use std::time::Duration;
use thiserror::Error;

/// Failure of a single remote query
///
/// Every variant is a per-unit failure: the scheduler records its display
/// string under the unit's slot and moves on.
#[derive(Error, Debug)]
pub enum QueryError {
    #[error("request to {url} failed: {message}")]
    Http { url: String, message: String },

    #[error("request to {url} timed out after {timeout:?}")]
    Timeout { url: String, timeout: Duration },

    /// Non-success status with the LCD error envelope (`code` is the ABCI code)
    #[error("remote error (status {status}, code {code}): {message}")]
    Remote {
        status: u16,
        code: i64,
        message: String,
    },

    #[error("failed to parse response: {0}")]
    Parse(String),

    #[error("no query client for {network}: {reason}")]
    Unavailable { network: String, reason: String },
}

impl From<serde_json::Error> for QueryError {
    fn from(err: serde_json::Error) -> Self {
        QueryError::Parse(err.to_string())
    }
}

/// Metadata store errors (chains, explorers, denominations, account links)
#[derive(Error, Debug)]
pub enum StoreError {
    #[error("database error: {0}")]
    Database(#[from] rusqlite::Error),

    #[error("io error: {0}")]
    Io(#[from] std::io::Error),

    #[error("schema directory not found: {0}")]
    SchemaMissing(String),

    #[error("invalid row in {table}: {reason}")]
    Corrupt { table: &'static str, reason: String },

    #[error("connection lock poisoned")]
    Poisoned,
}

#[derive(Error, Debug)]
pub enum PriceError {
    #[error("price feed request failed: {0}")]
    Request(#[from] reqwest::Error),

    #[error("price feed returned status {0}")]
    Status(u16),
}

#[derive(Error, Debug)]
pub enum ConfigError {
    #[error("Invalid configuration value: {0}")]
    InvalidValue(String),
}

/// Request-level failure: the only error an entry point returns
#[derive(Error, Debug)]
pub enum AggregateError {
    #[error("failed to load network metadata: {0}")]
    Prerequisites(#[source] StoreError),

    #[error("failed to load linked accounts for user {user_id}: {source}")]
    Accounts {
        user_id: i64,
        #[source]
        source: StoreError,
    },
}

* * * * * * * * *

## What you are asked to do:
Where a line in the records above includes the string "failed", show it.

## Task output:
    #[error("request to {url} failed: {message}")]
    #[error("failed to parse response: {0}")]
    #[error("price feed request failed: {0}")]
    #[error("failed to load network metadata: {0}")]
    #[error("failed to load linked accounts for user {user_id}: {source}")]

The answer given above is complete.